Hi Rob,
you don't state how much influence you have over the 'shop' application, but you mention having the site make an HTTP call to Plone so i'm going to assume that it's possible to do some custom coding on that side.
It is. I'm not writing it, but I can ask someone else to do some coding. It's not written in Python, though.
in the OpenPlans stack, which actually consists of several HTTP services all acting as a single 'site', we accomplish something like this by having all of our apps honor Plone's authentication cookie.
Will this not only work if all the apps are on the same domain? The shop is hosted on a completely separate infrastructure and will be DNS'd into a subdomain.

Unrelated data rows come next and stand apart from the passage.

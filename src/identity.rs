//! Identity resolution
//!
//! Two ways to learn who a request belongs to:
//! - decoding the base64 username carried in the first path segment
//! - asking the hub to validate a bearer credential

use crate::config::AuthConfig;
use async_trait::async_trait;
use base64::alphabet;
use base64::engine::general_purpose::{GeneralPurpose, GeneralPurposeConfig, STANDARD};
use base64::engine::DecodePaddingMode;
use base64::Engine as _;
use serde::{Deserialize, Serialize};
use std::time::Duration;
use thiserror::Error;
use tracing::{debug, warn};

/// Path identifier that routes to the loopback backend instead of a user server
pub const LOCAL_MARKER: &str = "localhost";

const LENIENT: GeneralPurposeConfig =
    GeneralPurposeConfig::new().with_decode_padding_mode(DecodePaddingMode::Indifferent);
const STANDARD_LENIENT: GeneralPurpose = GeneralPurpose::new(&alphabet::STANDARD, LENIENT);
const URL_SAFE_LENIENT: GeneralPurpose = GeneralPurpose::new(&alphabet::URL_SAFE, LENIENT);

#[derive(Debug, Error, Clone, PartialEq, Eq)]
pub enum IdentityError {
    #[error("malformed identifier: {0}")]
    MalformedIdentifier(String),
    #[error("authentication failed: {0}")]
    AuthenticationFailed(String),
}

/// Result of decoding the first path segment
#[derive(Debug, Clone, PartialEq, Eq)]
pub enum PathIdentity {
    /// A backend account name
    User(String),
    /// The local development marker
    Local,
}

/// Account an authenticated request acts for
#[derive(Debug, Clone, PartialEq, Eq, Serialize)]
pub struct ResolvedIdentity {
    pub email: String,
}

/// Encode a username the way clients embed it in request paths
pub fn encode_username(username: &str) -> String {
    STANDARD.encode(username.as_bytes())
}

/// Decode an encoded path identifier into a backend username.
///
/// Accepts the standard and URL-safe alphabets, with or without padding.
pub fn decode_path_identity(identifier: &str) -> Result<PathIdentity, IdentityError> {
    if identifier == LOCAL_MARKER {
        return Ok(PathIdentity::Local);
    }
    if identifier.is_empty() {
        return Err(IdentityError::MalformedIdentifier("empty identifier".to_string()));
    }

    let bytes = STANDARD_LENIENT
        .decode(identifier)
        .or_else(|_| URL_SAFE_LENIENT.decode(identifier))
        .map_err(|e| IdentityError::MalformedIdentifier(format!("invalid base64: {}", e)))?;

    let username = String::from_utf8(bytes)
        .map_err(|_| IdentityError::MalformedIdentifier("decoded value is not UTF-8".to_string()))?;

    // The marker means loopback however it is spelled in the path
    if username == LOCAL_MARKER {
        return Ok(PathIdentity::Local);
    }

    validate_username(&username)?;
    Ok(PathIdentity::User(username))
}

/// The username ends up inside a URL authority, so reject anything that would split it
fn validate_username(username: &str) -> Result<(), IdentityError> {
    if username.is_empty() {
        return Err(IdentityError::MalformedIdentifier("empty username".to_string()));
    }
    let invalid = username
        .chars()
        .any(|c| c.is_whitespace() || c.is_control() || matches!(c, '/' | '?' | '#' | ':' | '\\'));
    if invalid {
        return Err(IdentityError::MalformedIdentifier(
            "username contains characters not allowed in a hostname".to_string(),
        ));
    }
    Ok(())
}

/// Validates bearer credentials against an external authority
#[async_trait]
pub trait Authorizer: Send + Sync {
    /// Return the account email owning `authorization` (the raw Authorization header value)
    async fn verify_credential(&self, authorization: &str) -> Result<ResolvedIdentity, IdentityError>;
}

#[derive(Debug, Deserialize)]
struct HubUser {
    name: Option<String>,
}

/// Authorizer backed by the hub's `/hub/api/user` endpoint
pub struct HubAuthorizer {
    http_client: reqwest::Client,
    endpoint: String,
}

impl HubAuthorizer {
    pub fn new(config: &AuthConfig) -> anyhow::Result<Self> {
        let http_client = reqwest::Client::builder()
            .timeout(Duration::from_secs(config.timeout_secs))
            .build()
            .map_err(|e| anyhow::anyhow!("Failed to create HTTP client: {}", e))?;

        Ok(Self {
            http_client,
            endpoint: config.user_endpoint(),
        })
    }

    pub fn endpoint(&self) -> &str {
        &self.endpoint
    }
}

#[async_trait]
impl Authorizer for HubAuthorizer {
    async fn verify_credential(&self, authorization: &str) -> Result<ResolvedIdentity, IdentityError> {
        if authorization.trim().is_empty() {
            return Err(IdentityError::AuthenticationFailed("missing credential".to_string()));
        }

        let response = self
            .http_client
            .get(&self.endpoint)
            .header(reqwest::header::AUTHORIZATION, authorization)
            .header(reqwest::header::CONTENT_TYPE, "application/json")
            .send()
            .await
            .map_err(|e| {
                warn!(endpoint = %self.endpoint, error = %e, "Authorization service unreachable");
                IdentityError::AuthenticationFailed("authorization service unreachable".to_string())
            })?;

        let status = response.status();
        if !status.is_success() {
            debug!(status = %status, "Credential rejected by authorization service");
            return Err(IdentityError::AuthenticationFailed(format!(
                "authorization service answered {}",
                status.as_u16()
            )));
        }

        let user: HubUser = response.json().await.map_err(|e| {
            IdentityError::AuthenticationFailed(format!("invalid authorization response: {}", e))
        })?;

        match user.name {
            Some(name) if !name.is_empty() => Ok(ResolvedIdentity { email: name }),
            _ => Err(IdentityError::AuthenticationFailed("user not found".to_string())),
        }
    }
}

#[cfg(test)]
mod tests {
    use super::*;

    #[test]
    fn test_decode_round_trip() {
        for name in ["alice", "bob@x.com", "j.doe-42", "ünïcode"] {
            let encoded = encode_username(name);
            assert_eq!(
                decode_path_identity(&encoded).unwrap(),
                PathIdentity::User(name.to_string())
            );
        }
    }

    #[test]
    fn test_local_marker() {
        assert_eq!(decode_path_identity("localhost").unwrap(), PathIdentity::Local);
    }

    #[test]
    fn test_encoded_local_marker_is_local() {
        let encoded = encode_username("localhost");
        assert_eq!(decode_path_identity(&encoded).unwrap(), PathIdentity::Local);
        assert_eq!(decode_path_identity("bG9jYWxob3N0").unwrap(), PathIdentity::Local);
        // only the exact marker is special
        assert_eq!(
            decode_path_identity(&encode_username("localhost2")).unwrap(),
            PathIdentity::User("localhost2".to_string())
        );
    }

    #[test]
    fn test_decode_accepts_unpadded_and_url_safe() {
        // "alice" -> "YWxpY2U="
        assert_eq!(
            decode_path_identity("YWxpY2U").unwrap(),
            PathIdentity::User("alice".to_string())
        );
        // ">>>" encodes to "Pj4+" in the standard alphabet, "Pj4-" in the URL-safe one
        assert_eq!(
            decode_path_identity("Pj4-").unwrap(),
            PathIdentity::User(">>>".to_string())
        );
    }

    #[test]
    fn test_decode_rejects_garbage() {
        assert!(matches!(
            decode_path_identity("!!not-base64!!"),
            Err(IdentityError::MalformedIdentifier(_))
        ));
        assert!(matches!(
            decode_path_identity(""),
            Err(IdentityError::MalformedIdentifier(_))
        ));
        // valid base64 of invalid UTF-8
        assert!(matches!(
            decode_path_identity("//79"),
            Err(IdentityError::MalformedIdentifier(_))
        ));
    }

    #[test]
    fn test_decode_rejects_authority_breaking_usernames() {
        for name in ["evil/path", "host:80", "a b", "q?x"] {
            let encoded = encode_username(name);
            assert!(
                decode_path_identity(&encoded).is_err(),
                "{} should be rejected",
                name
            );
        }
    }

    #[test]
    fn test_hub_authorizer_endpoint() {
        let config = AuthConfig {
            hub_host: "hub.example.com".to_string(),
            hub_scheme: "https".to_string(),
            timeout_secs: 5,
        };
        let authorizer = HubAuthorizer::new(&config).unwrap();
        assert_eq!(authorizer.endpoint(), "https://hub.example.com/hub/api/user");
    }

    #[tokio::test]
    async fn test_hub_authorizer_rejects_empty_credential() {
        let authorizer = HubAuthorizer::new(&AuthConfig::default()).unwrap();
        let err = authorizer.verify_credential("  ").await.unwrap_err();
        assert!(matches!(err, IdentityError::AuthenticationFailed(_)));
    }

    /// Hub stand-in: `token good` is bob, `token nameless` has no name, anything else is 403
    async fn spawn_hub() -> std::net::SocketAddr {
        use hyper::body::Incoming;
        use hyper::server::conn::http1;
        use hyper::service::service_fn;
        use hyper::{Request, Response, StatusCode};
        use hyper_util::rt::TokioIo;

        let listener = tokio::net::TcpListener::bind("127.0.0.1:0").await.unwrap();
        let addr = listener.local_addr().unwrap();
        tokio::spawn(async move {
            while let Ok((stream, _)) = listener.accept().await {
                tokio::spawn(async move {
                    let service = service_fn(|req: Request<Incoming>| async move {
                        assert_eq!(req.uri().path(), "/hub/api/user");
                        let auth = req
                            .headers()
                            .get("authorization")
                            .and_then(|v| v.to_str().ok())
                            .unwrap_or_default()
                            .to_string();
                        let (status, body) = match auth.as_str() {
                            "token good" => (StatusCode::OK, r#"{"name":"bob@x.com","admin":false}"#),
                            "token nameless" => (StatusCode::OK, r#"{"kind":"service"}"#),
                            _ => (StatusCode::FORBIDDEN, r#"{"status":403}"#),
                        };
                        Ok::<_, std::convert::Infallible>(
                            Response::builder()
                                .status(status)
                                .header("content-type", "application/json")
                                .body(crate::error::full_body(body))
                                .unwrap(),
                        )
                    });
                    let _ = http1::Builder::new()
                        .serve_connection(TokioIo::new(stream), service)
                        .await;
                });
            }
        });
        addr
    }

    #[tokio::test]
    async fn test_hub_authorizer_against_stub_hub() {
        let addr = spawn_hub().await;
        let authorizer = HubAuthorizer::new(&AuthConfig {
            hub_host: addr.to_string(),
            hub_scheme: "http".to_string(),
            timeout_secs: 5,
        })
        .unwrap();

        let identity = authorizer.verify_credential("token good").await.unwrap();
        assert_eq!(identity.email, "bob@x.com");

        let err = authorizer.verify_credential("token bad").await.unwrap_err();
        assert!(matches!(err, IdentityError::AuthenticationFailed(m) if m.contains("403")));

        let err = authorizer.verify_credential("token nameless").await.unwrap_err();
        assert!(matches!(err, IdentityError::AuthenticationFailed(_)));
    }

    #[tokio::test]
    async fn test_hub_authorizer_unreachable() {
        let listener = tokio::net::TcpListener::bind("127.0.0.1:0").await.unwrap();
        let addr = listener.local_addr().unwrap();
        drop(listener);

        let authorizer = HubAuthorizer::new(&AuthConfig {
            hub_host: addr.to_string(),
            hub_scheme: "http".to_string(),
            timeout_secs: 2,
        })
        .unwrap();
        let err = authorizer.verify_credential("token good").await.unwrap_err();
        assert!(matches!(err, IdentityError::AuthenticationFailed(_)));
    }
}
//! Error handling and JSON error responses for the proxy

use http_body_util::{combinators::BoxBody, BodyExt, Full};
use hyper::body::Bytes;
use hyper::{Response, StatusCode};
use serde::Serialize;

/// Response body type shared by every handler
pub type ProxyBody = BoxBody<Bytes, hyper::Error>;

/// Error codes for proxy errors
#[derive(Debug, Clone, Copy, PartialEq, Eq, Serialize)]
#[serde(rename_all = "SCREAMING_SNAKE_CASE")]
pub enum ProxyErrorCode {
    /// Missing Host header in request
    MissingHostHeader,
    /// Path identifier is not a valid encoded username
    MalformedIdentifier,
    /// Bearer credential missing or rejected by the hub
    AuthenticationFailed,
    /// Custom domain has no binding
    DomainNotFound,
    /// Path does not match any route
    NotFound,
    /// Method not supported on this route
    MethodNotAllowed,
    /// Request body or parameters are invalid
    InvalidRequest,
    /// Failed to connect to backend
    BackendUnreachable,
    /// Backend did not answer in time
    RequestTimeout,
    /// Persistent store failure
    StorageError,
    /// Internal proxy error
    InternalError,
}

impl ProxyErrorCode {
    /// Get the default HTTP status code for this error
    pub fn status_code(&self) -> StatusCode {
        match self {
            ProxyErrorCode::MissingHostHeader => StatusCode::BAD_REQUEST,
            ProxyErrorCode::MalformedIdentifier => StatusCode::BAD_REQUEST,
            ProxyErrorCode::AuthenticationFailed => StatusCode::UNAUTHORIZED,
            ProxyErrorCode::DomainNotFound => StatusCode::NOT_FOUND,
            ProxyErrorCode::NotFound => StatusCode::NOT_FOUND,
            ProxyErrorCode::MethodNotAllowed => StatusCode::METHOD_NOT_ALLOWED,
            ProxyErrorCode::InvalidRequest => StatusCode::BAD_REQUEST,
            // Proxy-side failures stay in the 4xx range so they never look like
            // a 5xx relayed from the backend itself
            ProxyErrorCode::BackendUnreachable => StatusCode::FAILED_DEPENDENCY,
            ProxyErrorCode::RequestTimeout => StatusCode::REQUEST_TIMEOUT,
            ProxyErrorCode::StorageError => StatusCode::INTERNAL_SERVER_ERROR,
            ProxyErrorCode::InternalError => StatusCode::INTERNAL_SERVER_ERROR,
        }
    }

    /// Get the error code as a string for the X-Proxy-Error header
    pub fn as_header_value(&self) -> &'static str {
        match self {
            ProxyErrorCode::MissingHostHeader => "MISSING_HOST_HEADER",
            ProxyErrorCode::MalformedIdentifier => "MALFORMED_IDENTIFIER",
            ProxyErrorCode::AuthenticationFailed => "AUTHENTICATION_FAILED",
            ProxyErrorCode::DomainNotFound => "DOMAIN_NOT_FOUND",
            ProxyErrorCode::NotFound => "NOT_FOUND",
            ProxyErrorCode::MethodNotAllowed => "METHOD_NOT_ALLOWED",
            ProxyErrorCode::InvalidRequest => "INVALID_REQUEST",
            ProxyErrorCode::BackendUnreachable => "BACKEND_UNREACHABLE",
            ProxyErrorCode::RequestTimeout => "REQUEST_TIMEOUT",
            ProxyErrorCode::StorageError => "STORAGE_ERROR",
            ProxyErrorCode::InternalError => "INTERNAL_ERROR",
        }
    }
}

/// JSON error response body
#[derive(Debug, Serialize)]
pub struct ErrorResponse {
    /// The error code
    pub code: ProxyErrorCode,
    /// Human-readable error message
    pub message: String,
    /// HTTP status code (for reference)
    pub status: u16,
}

impl ErrorResponse {
    /// Create a new error response
    pub fn new(code: ProxyErrorCode, message: impl Into<String>) -> Self {
        Self {
            status: code.status_code().as_u16(),
            code,
            message: message.into(),
        }
    }

    /// Convert to JSON string
    pub fn to_json(&self) -> String {
        serde_json::to_string(self).unwrap_or_else(|_| {
            format!(
                r#"{{"code":"{}","message":"{}","status":{}}}"#,
                self.code.as_header_value(),
                self.message.replace('\"', "\\\""),
                self.status
            )
        })
    }
}

pub fn full_body(body: impl Into<Bytes>) -> ProxyBody {
    Full::new(body.into()).map_err(|never| match never {}).boxed()
}

/// Create a JSON error response with X-Proxy-Error header
pub fn json_error_response(code: ProxyErrorCode, message: impl Into<String>) -> Response<ProxyBody> {
    let error = ErrorResponse::new(code, message);
    let status = code.status_code();
    let body = error.to_json();

    Response::builder()
        .status(status)
        .header("Content-Type", "application/json")
        .header("X-Proxy-Error", code.as_header_value())
        .body(full_body(body))
        .expect("valid response with StatusCode enum and static headers")
}

/// Create a JSON success response
pub fn json_response(status: StatusCode, body: impl Into<Bytes>) -> Response<ProxyBody> {
    Response::builder()
        .status(status)
        .header("Content-Type", "application/json")
        .body(full_body(body))
        .expect("valid response with StatusCode enum and static header")
}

we have a custom PAS cookie auth plug-in which creates an auth cookie as a hash of the username and a secret key. all of the apps have a copy of the secret, so they can verify that the cookie is to be trusted. since your apps are going to be on the same domain, you can use a domain wildcard cookie and the remote hosted application will get it.
I see. Any documentation on how those work?
if you want session timeouts, you could integrate a time component into the hash key generation, something that each side knows to change every 2 hours or so. you can do whatever you want, as long as both apps have all the information needed to generate the hash key.
Cool.
of course, you still have the matter of getting the shop app to redirect to the Plone login page when it needs to present a challenge.
That's ok, I think. They'll just code it that way, and Plone will redirect back using a came_from URL parameter.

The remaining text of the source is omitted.